In [68]:
import numpy as np
import csv
import time
from sklearn.model_selection import train_test_split
from sklearn.manifold import TSNE
from matplotlib import pyplot as plt

datapath = 'ml-100k/'
filename = "u.data"

def read_lines(filename):
    return list(row[0:3] for row in list(csv.reader( open(filename, 'rb'), delimiter='\t')) )
    
    
def split_data(data, train_prop):
    p = np.random.permutation(data)
    train_size = int(round(train_prop * len(p) ))
    return p[:train_size], p[train_size:] 
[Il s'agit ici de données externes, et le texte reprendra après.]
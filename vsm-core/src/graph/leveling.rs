//! Level Assignment
//!
//! Places every node on a column so that each edge points one column to the
//! right.
//!
//! # Algorithm
//!
//! 1. The root (current pipeline or material) sits at relative level 0.
//! 2. Ancestors are pulled left: a parent sits at least one level before
//!    each of its children. A node that already sits further left is never
//!    moved back, so the longest path wins.
//! 3. Descendants are pushed right the same way.
//! 4. Nodes reached only through mixed directions take a level from a
//!    levelled neighbour, then a sweep in topological order raises children
//!    until every edge points strictly right.
//! 5. Levels are shifted so the leftmost is 0.
//! 6. Edges spanning more than one level are routed through chains of dummy
//!    nodes, one per intermediate level.
//!
//! The graph must be acyclic; callers check before layering.

use std::collections::{HashMap, HashSet, VecDeque};

use indexmap::IndexMap;
use tracing::debug;

use super::node::{Node, NodeId};

/// Node ids grouped by level, lowest level first.
#[derive(Debug, Clone, Default, PartialEq, Eq)]
pub struct NodeLevelMap {
    levels: Vec<Vec<NodeId>>,
}

impl NodeLevelMap {
    /// Group nodes by their assigned level, keeping insertion order within
    /// a level.
    pub(crate) fn from_nodes(nodes: &IndexMap<NodeId, Node>) -> Self {
        let height = nodes.values().map(|n| n.level() + 1).max().unwrap_or(0);
        let mut levels = vec![Vec::new(); height];
        for node in nodes.values() {
            levels[node.level()].push(node.id().clone());
        }
        Self { levels }
    }

    pub fn levels(&self) -> &[Vec<NodeId>] {
        &self.levels
    }

    pub fn level(&self, level: usize) -> Option<&[NodeId]> {
        self.levels.get(level).map(Vec::as_slice)
    }

    pub(crate) fn set_level(&mut self, level: usize, ids: Vec<NodeId>) {
        if let Some(slot) = self.levels.get_mut(level) {
            *slot = ids;
        }
    }

    pub fn len(&self) -> usize {
        self.levels.len()
    }

    pub fn is_empty(&self) -> bool {
        self.levels.is_empty()
    }
}

/// Remove the dummy chains of a previous layering and reconnect the real
/// endpoints, so that layering can run again after more edges were added.
pub(crate) fn strip_dummies(nodes: &mut IndexMap<NodeId, Node>) {
    if !nodes.values().any(Node::is_dummy) {
        return;
    }

    let follow = |start: &NodeId, downward: bool| -> NodeId {
        let mut current = start.clone();
        while let Some(node) = nodes.get(&current).filter(|n| n.is_dummy()) {
            let next = if downward {
                node.children().first()
            } else {
                node.parents().first()
            };
            match next {
                Some(next) => current = next.clone(),
                None => break,
            }
        }
        current
    };

    let restored: Vec<(NodeId, Vec<NodeId>, Vec<NodeId>)> = nodes
        .values()
        .filter(|n| !n.is_dummy())
        .map(|n| {
            let parents = unique(n.parents().iter().map(|p| follow(p, false)));
            let children = unique(n.children().iter().map(|c| follow(c, true)));
            (n.id().clone(), parents, children)
        })
        .collect();

    nodes.retain(|_, n| !n.is_dummy());
    for (id, parents, children) in restored {
        if let Some(node) = nodes.get_mut(&id) {
            node.set_parents(parents);
            node.set_children(children);
        }
    }
}

fn unique(ids: impl Iterator<Item = NodeId>) -> Vec<NodeId> {
    let mut seen = HashSet::new();
    ids.filter(|id| seen.insert(id.clone())).collect()
}

/// Assign every node a level anchored on `root`.
pub(crate) fn assign_levels(nodes: &mut IndexMap<NodeId, Node>, root: &NodeId) {
    if !nodes.contains_key(root) {
        return;
    }

    let mut levels: HashMap<NodeId, i64> = HashMap::with_capacity(nodes.len());
    levels.insert(root.clone(), 0);
    propagate(nodes, root, &mut levels, Direction::Upstream);
    propagate(nodes, root, &mut levels, Direction::Downstream);

    let order = topological_order(nodes);

    for id in &order {
        if levels.contains_key(id) {
            continue;
        }
        let Some(node) = nodes.get(id) else { continue };
        let after_parents = node.parents().iter().filter_map(|p| levels.get(p)).max().map(|l| l + 1);
        let before_children = node.children().iter().filter_map(|c| levels.get(c)).min().map(|l| l - 1);
        levels.insert(id.clone(), after_parents.or(before_children).unwrap_or(0));
    }

    for id in &order {
        let Some(node) = nodes.get(id) else { continue };
        if let Some(floor) = node.parents().iter().filter_map(|p| levels.get(p)).max().map(|l| l + 1) {
            let level = levels.entry(id.clone()).or_insert(floor);
            if *level < floor {
                *level = floor;
            }
        }
    }

    let lowest = levels.values().copied().min().unwrap_or(0);
    for (id, level) in levels {
        if let Some(node) = nodes.get_mut(&id) {
            node.set_level((level - lowest) as usize);
        }
    }
}

#[derive(Clone, Copy)]
enum Direction {
    Upstream,
    Downstream,
}

/// Move neighbours in `direction` away from `root` until each sits at least
/// one level beyond the node that reached it.
fn propagate(
    nodes: &IndexMap<NodeId, Node>,
    root: &NodeId,
    levels: &mut HashMap<NodeId, i64>,
    direction: Direction,
) {
    let mut worklist = vec![root.clone()];
    while let Some(id) = worklist.pop() {
        let (Some(node), Some(&level)) = (nodes.get(&id), levels.get(&id)) else {
            continue;
        };
        let (neighbours, target) = match direction {
            Direction::Upstream => (node.parents(), level - 1),
            Direction::Downstream => (node.children(), level + 1),
        };
        for neighbour in neighbours {
            let settled = match (levels.get(neighbour), direction) {
                (Some(&current), Direction::Upstream) => current <= target,
                (Some(&current), Direction::Downstream) => current >= target,
                (None, _) => false,
            };
            if !settled {
                levels.insert(neighbour.clone(), target);
                worklist.push(neighbour.clone());
            }
        }
    }
}

/// Kahn's algorithm over the whole graph; ties keep insertion order.
fn topological_order(nodes: &IndexMap<NodeId, Node>) -> Vec<NodeId> {
    let mut in_degree: HashMap<&NodeId, usize> = HashMap::with_capacity(nodes.len());
    let mut queue = VecDeque::new();

    for (id, node) in nodes {
        let degree = node.parents().len();
        in_degree.insert(id, degree);
        if degree == 0 {
            queue.push_back(id);
        }
    }

    let mut result = Vec::with_capacity(nodes.len());
    while let Some(id) = queue.pop_front() {
        result.push(id.clone());
        if let Some(node) = nodes.get(id) {
            for child in node.children() {
                if let Some(degree) = in_degree.get_mut(child) {
                    *degree = degree.saturating_sub(1);
                    if *degree == 0 {
                        queue.push_back(child);
                    }
                }
            }
        }
    }

    result
}

/// Route every edge spanning more than one level through dummy nodes.
/// Returns the number of dummies created.
pub(crate) fn insert_dummies(nodes: &mut IndexMap<NodeId, Node>) -> usize {
    let graph: &IndexMap<NodeId, Node> = nodes;
    let long_edges: Vec<(NodeId, NodeId, usize, usize)> = graph
        .values()
        .flat_map(|parent| {
            parent.children().iter().filter_map(move |child_id| {
                let child = graph.get(child_id)?;
                (child.level() > parent.level() + 1).then(|| {
                    (parent.id().clone(), child_id.clone(), parent.level(), child.level())
                })
            })
        })
        .collect();

    let mut sequence = 0usize;
    let mut created = 0usize;

    for (parent, child, from, to) in long_edges {
        let chain: Vec<NodeId> = (from + 1..to)
            .map(|_| next_dummy_id(nodes, &mut sequence))
            .collect();

        for (offset, id) in chain.iter().enumerate() {
            let mut dummy = Node::dummy(id.clone(), from + 1 + offset);
            dummy.add_parent(if offset == 0 { &parent } else { &chain[offset - 1] });
            dummy.add_child(chain.get(offset + 1).unwrap_or(&child));
            nodes.insert(id.clone(), dummy);
        }

        if let (Some(first), Some(last)) = (chain.first(), chain.last()) {
            if let Some(node) = nodes.get_mut(&parent) {
                node.replace_child(&child, first.clone());
            }
            if let Some(node) = nodes.get_mut(&child) {
                node.replace_parent(&parent, last.clone());
            }
            debug!(parent = %parent, child = %child, dummies = chain.len(), "routed edge through dummy nodes");
        }
        created += chain.len();
    }

    created
}

fn next_dummy_id(nodes: &IndexMap<NodeId, Node>, sequence: &mut usize) -> NodeId {
    loop {
        *sequence += 1;
        let id = NodeId::new(format!("__dummy:{sequence}"));
        if !nodes.contains_key(&id) {
            return id;
        }
    }
}
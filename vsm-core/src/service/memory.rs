//! In-Memory Collaborators
//!
//! Plain data implementations of [`DependencyConfig`] and [`BuildHistory`].
//! Configuration can be loaded from JSON:
//!
//! ```json
//! {
//!   "pipelines": [
//!     { "name": "build", "materials": [
//!       { "type": "scm", "fingerprint": "f1", "display_name": "repo", "material_type": "git", "name": "src" }
//!     ] },
//!     { "name": "deploy", "materials": [ { "type": "dependency", "pipeline": "build" } ] }
//!   ]
//! }
//! ```

use std::collections::HashMap;

use serde::{Deserialize, Serialize};

use super::traits::{BuildCause, BuildCauseEntry, BuildHistory, DependencyConfig, PipelineInstance};
use crate::error::Result;
use crate::graph::NodeId;
use crate::revision::{MaterialRef, Modification};

/// A material entry of a pipeline configuration.
#[derive(Debug, Clone, PartialEq, Eq, Serialize, Deserialize)]
#[serde(tag = "type", rename_all = "snake_case")]
pub enum MaterialConfig {
    /// Depends on another pipeline.
    Dependency { pipeline: String },
    /// Fetches from source control.
    Scm {
        fingerprint: String,
        display_name: String,
        material_type: String,
        #[serde(default)]
        name: Option<String>,
    },
}

impl MaterialConfig {
    fn fingerprint(&self) -> Option<&str> {
        match self {
            MaterialConfig::Scm { fingerprint, .. } => Some(fingerprint),
            MaterialConfig::Dependency { .. } => None,
        }
    }

    fn uses_material(&self, fingerprint: &str) -> bool {
        self.fingerprint().is_some_and(|f| f.eq_ignore_ascii_case(fingerprint))
    }

    fn depends_on(&self, pipeline: &NodeId) -> bool {
        matches!(self, MaterialConfig::Dependency { pipeline: upstream } if NodeId::from(upstream.as_str()) == *pipeline)
    }
}

/// Configuration of one pipeline.
#[derive(Debug, Clone, PartialEq, Eq, Serialize, Deserialize)]
pub struct PipelineConfig {
    pub name: String,
    #[serde(default)]
    pub materials: Vec<MaterialConfig>,
}

impl PipelineConfig {
    pub fn new(name: impl Into<String>) -> Self {
        Self {
            name: name.into(),
            materials: Vec::new(),
        }
    }

    pub fn depends_on(mut self, pipeline: impl Into<String>) -> Self {
        self.materials.push(MaterialConfig::Dependency {
            pipeline: pipeline.into(),
        });
        self
    }

    pub fn uses_material(mut self, material: &MaterialRef, name: Option<&str>) -> Self {
        self.materials.push(MaterialConfig::Scm {
            fingerprint: material.fingerprint.clone(),
            display_name: material.display_name.clone(),
            material_type: material.material_type.clone(),
            name: name.map(str::to_string),
        });
        self
    }

    fn is(&self, pipeline: &NodeId) -> bool {
        NodeId::from(self.name.as_str()) == *pipeline
    }
}

/// All configured pipelines.
#[derive(Debug, Clone, Default, PartialEq, Eq, Serialize, Deserialize)]
pub struct PipelineConfigs {
    #[serde(default)]
    pub pipelines: Vec<PipelineConfig>,
}

impl PipelineConfigs {
    pub fn new() -> Self {
        Self::default()
    }

    pub fn with_pipeline(mut self, pipeline: PipelineConfig) -> Self {
        self.pipelines.push(pipeline);
        self
    }

    /// Parse configuration from a JSON string.
    pub fn from_json(json: &str) -> Result<Self> {
        Ok(serde_json::from_str(json)?)
    }

    fn find(&self, pipeline: &NodeId) -> Option<&PipelineConfig> {
        self.pipelines.iter().find(|p| p.is(pipeline))
    }
}

impl DependencyConfig for PipelineConfigs {
    fn pipeline_name(&self, pipeline: &NodeId) -> Option<String> {
        self.find(pipeline).map(|p| p.name.clone())
    }

    fn downstream_of(&self, pipeline: &NodeId) -> Vec<String> {
        self.pipelines
            .iter()
            .filter(|p| p.materials.iter().any(|m| m.depends_on(pipeline)))
            .map(|p| p.name.clone())
            .collect()
    }

    fn material(&self, fingerprint: &str) -> Option<MaterialRef> {
        self.pipelines
            .iter()
            .flat_map(|p| &p.materials)
            .find_map(|m| match m {
                MaterialConfig::Scm {
                    fingerprint: configured,
                    display_name,
                    material_type,
                    ..
                } if configured.eq_ignore_ascii_case(fingerprint) => {
                    Some(MaterialRef::new(configured.as_str(), display_name.as_str(), material_type.as_str()))
                }
                _ => None,
            })
    }

    fn material_name(&self, pipeline: &NodeId, fingerprint: &str) -> Option<String> {
        self.find(pipeline)?.materials.iter().find_map(|m| match m {
            MaterialConfig::Scm { name, .. } if m.uses_material(fingerprint) => name.clone(),
            _ => None,
        })
    }

    fn pipelines_using_material(&self, fingerprint: &str) -> Vec<String> {
        self.pipelines
            .iter()
            .filter(|p| p.materials.iter().any(|m| m.uses_material(fingerprint)))
            .map(|p| p.name.clone())
            .collect()
    }
}

#[derive(Debug, Clone)]
struct RecordedRun {
    instance: PipelineInstance,
    cause: BuildCause,
}

/// Build history kept in memory.
#[derive(Debug, Clone, Default)]
pub struct RecordedHistory {
    runs: HashMap<(NodeId, u32), RecordedRun>,
    /// Keyed by lowercased fingerprint.
    modifications: HashMap<String, Vec<Modification>>,
}

impl RecordedHistory {
    pub fn new() -> Self {
        Self::default()
    }

    /// Record a run. The material modifications it was built from become
    /// findable by fingerprint and revision.
    pub fn with_run(
        mut self,
        pipeline: impl Into<String>,
        counter: u32,
        label: impl Into<String>,
        cause: BuildCause,
    ) -> Self {
        let name = pipeline.into();
        for entry in &cause.entries {
            let BuildCauseEntry::Material(revision) = entry else { continue };
            let Some(material) = &revision.material else { continue };
            for modification in &revision.modifications {
                self.record_modification(&material.fingerprint, modification.clone());
            }
        }
        let instance = PipelineInstance {
            name: name.clone(),
            counter,
            label: label.into(),
        };
        self.runs
            .insert((NodeId::from(name), counter), RecordedRun { instance, cause });
        self
    }

    pub fn with_modification(mut self, fingerprint: &str, modification: Modification) -> Self {
        self.record_modification(fingerprint, modification);
        self
    }

    fn record_modification(&mut self, fingerprint: &str, modification: Modification) {
        let known = self.modifications.entry(fingerprint.to_lowercase()).or_default();
        if !known.iter().any(|m| m.revision == modification.revision) {
            known.push(modification);
        }
    }
}

impl BuildHistory for RecordedHistory {
    fn find_pipeline(&self, pipeline: &NodeId, counter: u32) -> Option<PipelineInstance> {
        self.runs
            .get(&(pipeline.clone(), counter))
            .map(|run| run.instance.clone())
    }

    fn build_cause_for(&self, pipeline: &NodeId, counter: u32) -> Option<BuildCause> {
        self.runs
            .get(&(pipeline.clone(), counter))
            .map(|run| run.cause.clone())
    }

    fn find_modification(&self, fingerprint: &str, revision: &str) -> Option<Modification> {
        self.modifications
            .get(&fingerprint.to_lowercase())?
            .iter()
            .find(|m| m.revision == revision)
            .cloned()
    }
}
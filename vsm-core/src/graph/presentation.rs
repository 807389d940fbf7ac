//! Presentation Model
//!
//! The laid out graph handed to the rendering layer: nodes grouped by
//! level, each level ordered by depth.

use serde::Serialize;

use super::node::{Node, NodeId};

/// Snapshot of a value stream map after layering and ordering.
#[derive(Debug, Clone, Serialize)]
pub struct PresentationModel {
    current_pipeline: Option<NodeId>,
    current_material: Option<NodeId>,
    levels: Vec<Vec<Node>>,
}

impl PresentationModel {
    pub(crate) fn new(
        current_pipeline: Option<NodeId>,
        current_material: Option<NodeId>,
        levels: Vec<Vec<Node>>,
    ) -> Self {
        Self {
            current_pipeline,
            current_material,
            levels,
        }
    }

    /// Nodes of each level, real and dummy, lowest level first.
    pub fn nodes_at_each_level(&self) -> &[Vec<Node>] {
        &self.levels
    }

    pub fn level_count(&self) -> usize {
        self.levels.len()
    }

    pub fn current_pipeline(&self) -> Option<&Node> {
        self.current_pipeline.as_ref().and_then(|id| self.find_node(id))
    }

    pub fn current_material(&self) -> Option<&Node> {
        self.current_material.as_ref().and_then(|id| self.find_node(id))
    }

    pub fn find_node(&self, id: &NodeId) -> Option<&Node> {
        self.levels.iter().flatten().find(|n| n.id() == id)
    }

    /// Nodes at `level` that are not dummies.
    pub fn real_nodes_at(&self, level: usize) -> Vec<&Node> {
        self.levels
            .get(level)
            .map(|nodes| nodes.iter().filter(|n| !n.is_dummy()).collect())
            .unwrap_or_default()
    }

    pub fn dummy_count_at(&self, level: usize) -> usize {
        self.levels
            .get(level)
            .map(|nodes| nodes.iter().filter(|n| n.is_dummy()).count())
            .unwrap_or(0)
    }

    /// Render as JSON for the view layer.
    pub fn to_json(&self) -> Result<String, serde_json::Error> {
        serde_json::to_string(self)
    }
}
def plot_embedding_2D(X,y):
    fig = plt.figure()
    plt.scatter(X[:,0], X[:,1], c=y)
    plt.show()
    
def plot_embedding_3D(X,y):
    fig = plt.figure()
    ax=Axes3D(fig)
    ax.scatter(X[:,0], X[:,1],X[:,2],c=y)
    plt.show()


In [69]:
# Renvoi un dictionnaire de la forme 
# dict {user : dict { item_id : rating } }
def user_index(data):
    user_index = {}
    for [user_id, item_id, rating] in data:
        if user_id not in user_index:
            user_index[user_id] = {item_id: rating}
        else:
            user_index[user_id][item_id] = rating
    return user_index

# Renvoi un dictionnaire de la forme 
# dict {item_id : dict { user_id : rating } }
def item_index(data):
    item_index = {}
    for [user_id, item_id, rating] in data:
        if item_id not in item_index:
            item_index[item_id] = {user_id: rating}
        else:
            item_index[item_id][user_id] = rating
    return item_index

In [70]:
class BaselineItem():
    def fit(self, items_id):
        self.model = {}
        for item in items_id.keys():
            self.model[item] = 0
            for user in items_id[item].keys():
                self.model[item] += int(items_id[item][user])
            self.model[item] /= len(items_id[item]) 
            #print(self.model[item])
            
    def predict(self,lines):
        self.pred = [self.model[i] for [_, i, _] in lines]
        return self.pred
    
    def error(self,test):
        return ((np.array(self.pred)  - test )**2).mean()
    
class BaselineUser():
    def fit(self, users_id):
        self.model = {}
        for user in users_id.keys():
            self.model[user] = 0
            for item in users_id[user].keys():
                self.model[user] += int(users_id[user][item])
            self.model[user] /= len(users_id[user]) 
            #print(self.model[item])
            
    def predict(self,lines):
        self.pred = [self.model[u] for [u, _, _] in lines]
        return self.pred
    
    def error(self,test):
        return ((np.array(self.pred)  - test )**2).mean()
    

    

lines = read_lines(datapath+filename)
train_lines, test_lines = split_data(lines, 0.8)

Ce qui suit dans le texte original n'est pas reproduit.